Mr. Paden testified that over the forty plus years prior to 1972, he, his friends, and other people had used the road freely and unimpeded to travel to the west end of Holden Beach. He stated that the road had been over the same general path during that entire time and that when a hurricane swept over it, a trail was reestablished in generally the same location.

Mr. Raymond Cope testified that, since the mid-1970s, he and his family frequently went through the overwash area, down the paths, and over the sand dunes to the western end of the island to gain access to Shallotte Inlet. These trips averaged about twice a month during the summer and also in the fall through about October. The paths always appeared to him to be in approximately the same location. When asked to compare the location of the presently paved road to the paths he had used since the mid-1970s, he testified: “It runs about the same, there is not much difference.”

*45Kermit Coble, a former member of the Holden Beach Town Council, testified that he first came to Holden Beach in 1954, and since that time, he frequently visited Shallotte Inlet using the pathway which continued west after the paved road stopped. Coble testified that Ocean View Boulevard West was within one hundred feet of the pathway he had used to get to Shallotte Inlet.

In order to establish an easement by prescription, the claimant must meet the six criteria set out in West v. Slick, 313 N.C. 33, 326 S.E.2d 601 (1985):

“1. The burden of proving the elements essential to the acquisition of a prescriptive easement is on the party claiming the easement.
“2. The law presumes that the use of a way over another’s land is permissive or with the owner’s consent unless the contrary appears.
“3. The use must be adverse, hostile, or under a claim of right. . . .
“4. The use must be open and notorious. . . .
■ “5. The adverse use must be continuous and uninterrupted for a period of twenty years. . . .
“6. There must be substantial identity of the easement claimed. . . .”

Id. at 49-50, 326 S.E.2d at 610-11 (emphasis added) (quoting Dickinson v. Pake, 284 N.C. 576, 580-81, 201 S.E.2d 897, 900-01 (1974)).

It is the last of these criteria, the question of the substantial identity of the easement, with which we first concern ourselves. Our review of the record and transcript makes clear that the trial judge made no determination whether there was a substantial identity of the easement claimed. The trial judge made no finding or conclusion as to substantial identity.

It appears from at least three of the trial judge’s findings pertinent to the issue in question that he acted under a misapprehension of the law as to the standard by which he was to determine whether the public had acquired an easement by prescription:

*4653. No single path was used east of the overwash area (and within the Subdivision) for the required twenty years.
54. Any paths within the Subdivision existing prior to the road construction in 1978 were temporary in nature; curved around the shifting sand dunes, and were frequently obliterated by the processes of nature.
57. Neither the members of plaintiff organization nor the general public have used the same definite and specific line of travel across defendant’s property for the required twenty years.

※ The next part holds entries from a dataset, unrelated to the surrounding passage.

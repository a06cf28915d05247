//! 设置存储
//!
//! 提供统一的设置读取接口，支持文件配置、环境变量和默认值，以及变更订阅。
//! 读取永远不会失败：任何错误都会记录日志并回落到默认设置。

use std::path::{Path, PathBuf};
use std::sync::atomic::{AtomicU64, Ordering};
use std::sync::{Arc, RwLock, Weak};

use async_trait::async_trait;
use dashmap::DashMap;
use serde_json::Value;

use super::{constants, sanitize_settings, Settings};
use crate::translation::error::{TranslationError, TranslationResult};

type SettingsHandler = Arc<dyn Fn(&Settings) + Send + Sync>;

/// 设置存储接口
#[async_trait]
pub trait SettingsStore: Send + Sync {
    /// 读取当前设置，失败时返回默认值
    async fn load_stored_settings(&self) -> Settings;

    /// 订阅设置变更，返回的句柄被调用 `unsubscribe` 或被丢弃时取消订阅
    fn subscribe(&self, handler: SettingsHandler) -> SettingsSubscription;
}

/// 订阅者注册表
#[derive(Default)]
struct Subscribers {
    next_id: AtomicU64,
    handlers: DashMap<u64, SettingsHandler>,
}

impl Subscribers {
    fn add(self: &Arc<Self>, handler: SettingsHandler) -> SettingsSubscription {
        let id = self.next_id.fetch_add(1, Ordering::Relaxed);
        self.handlers.insert(id, handler);
        SettingsSubscription {
            id,
            registry: Arc::downgrade(self),
        }
    }

    fn notify(&self, settings: &Settings) {
        // 先收集再调用，避免回调中再次订阅时持有分片锁
        let handlers: Vec<SettingsHandler> =
            self.handlers.iter().map(|e| e.value().clone()).collect();
        for handler in handlers {
            handler(settings);
        }
    }
}

/// 设置订阅句柄
#[must_use = "dropping the subscription unsubscribes immediately"]
pub struct SettingsSubscription {
    id: u64,
    registry: Weak<Subscribers>,
}

impl SettingsSubscription {
    pub fn unsubscribe(self) {
        // Drop 完成实际的移除
    }
}

impl Drop for SettingsSubscription {
    fn drop(&mut self) {
        if let Some(registry) = self.registry.upgrade() {
            registry.handlers.remove(&self.id);
        }
    }
}

/// 内存中的设置存储
pub struct MemorySettingsStore {
    settings: RwLock<Settings>,
    subscribers: Arc<Subscribers>,
}

impl MemorySettingsStore {
    pub fn new(settings: Settings) -> Self {
        Self {
            settings: RwLock::new(settings),
            subscribers: Arc::new(Subscribers::default()),
        }
    }

    /// 替换设置并通知所有订阅者
    pub fn update(&self, settings: Settings) {
        match self.settings.write() {
            Ok(mut guard) => *guard = settings.clone(),
            Err(poisoned) => *poisoned.into_inner() = settings.clone(),
        }
        self.subscribers.notify(&settings);
    }

    fn snapshot(&self) -> Settings {
        match self.settings.read() {
            Ok(guard) => guard.clone(),
            Err(poisoned) => poisoned.into_inner().clone(),
        }
    }
}

impl Default for MemorySettingsStore {
    fn default() -> Self {
        Self::new(Settings::default())
    }
}

#[async_trait]
impl SettingsStore for MemorySettingsStore {
    async fn load_stored_settings(&self) -> Settings {
        self.snapshot()
    }

    fn subscribe(&self, handler: SettingsHandler) -> SettingsSubscription {
        self.subscribers.add(handler)
    }
}

/// 基于 TOML 文件的设置存储
pub struct FileSettingsStore {
    path: PathBuf,
    subscribers: Arc<Subscribers>,
}

impl FileSettingsStore {
    pub fn new(path: impl Into<PathBuf>) -> Self {
        let path: PathBuf = path.into();
        let expanded = shellexpand::tilde(&path.to_string_lossy()).into_owned();
        Self {
            path: PathBuf::from(expanded),
            subscribers: Arc::new(Subscribers::default()),
        }
    }

    /// 按 `LINGO_TRANS_CONFIG`、搜索路径的顺序定位设置文件
    pub fn discover() -> Self {
        Self::load_dotenv();

        use crate::env::{core, EnvVar};
        if let Ok(path) = core::ConfigPath::get() {
            return Self::new(path);
        }

        for path in constants::CONFIG_PATHS {
            let expanded_path = shellexpand::tilde(path);
            if Path::new(expanded_path.as_ref()).exists() {
                tracing::info!("找到设置文件: {}", expanded_path);
                return Self::new(expanded_path.as_ref());
            }
        }

        tracing::info!("未找到设置文件，使用默认路径 {}", constants::CONFIG_PATHS[0]);
        Self::new(constants::CONFIG_PATHS[0])
    }

    pub fn path(&self) -> &Path {
        &self.path
    }

    /// 读取文件与环境变量合并后的原始值
    fn load_raw(&self) -> TranslationResult<Value> {
        let builder = config::Config::builder()
            .add_source(
                config::File::from(self.path.as_path())
                    .format(config::FileFormat::Toml)
                    .required(false),
            )
            .add_source(config::Environment::with_prefix("LINGO_TRANS"));

        let merged = builder.build()?;
        Ok(merged.try_deserialize::<Value>()?)
    }

    /// 保存设置（尽力而为）并通知订阅者
    pub async fn save(&self, settings: &Settings) -> TranslationResult<()> {
        let content = toml::to_string_pretty(settings)?;

        if let Some(parent) = self.path.parent() {
            if !parent.as_os_str().is_empty() {
                tokio::fs::create_dir_all(parent).await?;
            }
        }
        tokio::fs::write(&self.path, content).await.map_err(|e| {
            TranslationError::ConfigError(format!(
                "写入设置文件失败 {}: {}",
                self.path.display(),
                e
            ))
        })?;

        tracing::info!("设置已保存: {}", self.path.display());
        self.subscribers.notify(settings);
        Ok(())
    }

    /// 加载 .env 文件
    fn load_dotenv() {
        let env_files = [".env.local", ".env.development", ".env.production", ".env"];

        for env_file in &env_files {
            if Path::new(env_file).exists() && dotenv::from_filename(env_file).is_ok() {
                tracing::info!("已加载环境变量文件: {}", env_file);
                break;
            }
        }
    }
}

#[async_trait]
impl SettingsStore for FileSettingsStore {
    async fn load_stored_settings(&self) -> Settings {
        match self.load_raw() {
            Ok(raw) => sanitize_settings(&raw),
            Err(e) => {
                tracing::warn!("读取设置失败，使用默认设置: {}", e);
                Settings::default()
            }
        }
    }

    fn subscribe(&self, handler: SettingsHandler) -> SettingsSubscription {
        self.subscribers.add(handler)
    }
}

(Emphasis added.) From these and other facts found, the trial- court concluded that the public’s use of the roadway “has not been confined to a definite and specific line of travel for twenty years” (emphasis added) and held that the plaintiffs had failed to establish a public easement by prescription.

Rather than applying the “substantial identity” test, the trial judge determined only that the plaintiffs had failed to show the existence of a “single” or the “same” definite and specific line of travel for the prescriptive period. In this, he erred. “ ‘Facts found under misapprehension of the law will be set aside on the theory that the evidence should be considered in its true legal light.’ ” Helms v. Rea, 282 N.C. 610, 620, 194 S.E.2d 1, 8 (1973) (quoting McGill v. Lumberton, 215 N.C. 752, 754, 3 S.E.2d 324, 326 (1939)), and cases cited therein.

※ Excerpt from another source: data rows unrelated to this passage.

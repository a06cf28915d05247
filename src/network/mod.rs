//! # 网络模块
//!
//! 这个模块包含与 LLM 提供商通信相关的功能：
//!
//! - 请求构造、重试与退避
//! - SSE 流式响应的增量解析
//! - 模型列表与连通性检查
//!
//! # 模块组织
//!
//! - `client` - HTTP 客户端与重试策略
//! - `streaming` - SSE 解码器与增量提取
//! - `types` - 请求、响应与流式块类型

pub mod client;
pub mod streaming;
pub mod types;

pub use client::{classify_status, parse_retry_after, LlmClient, RetryPolicy, StreamCallback};
pub use streaming::{extract_delta, Delta, SseDecoder};
pub use types::{
    ApiRequest, ApiResponse, HealthStatus, ModelInfo, ProtocolType, ProviderConfig, StreamChunk,
    TokenUsage,
};
//! 翻译系统核心模块
//!
//! - **服务层** (`service.rs`): `TranslationPipeline` 接口与基于 LLM 的实现
//!
//! ```text
//! PortProtocolHandler
//!     └── TranslationPipeline (service.rs)
//!             ├── prompt (translation/prompt.rs)
//!             └── LlmClient (network/client.rs)
//! ```

pub mod service;

pub use service::{
    LlmTranslator, TranslationPipeline, TranslatorStats, TranslatorStatsSnapshot,
    MAX_OUTPUT_TOKENS, REWRITING_TEMPERATURE, TRANSLATION_TEMPERATURE,
};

It is true that, although the evidence may have supported findings to the contrary, the findings of fact of the trial judge are conclusive on appeal if supported by any competent evidence. Williams v. Insurance Co., 288 N.C. 338, 342, 218 S.E.2d 368, 371 (1975). Moreover, it is the province of the fact finder to determine whether location of the disputed way deviates substantially over time so as to work an abandonment of that way. West v. Slick, 313 N.C. 33, 44-45, 326 S.E.2d 601, 608; Potter v. Potter, 251 N.C. 760, 766, 112 S.E.2d 569, 573 (1960). However, the findings of fact as well as the conclusions of law must address the criteria of the proper legal standard to be applied in this case.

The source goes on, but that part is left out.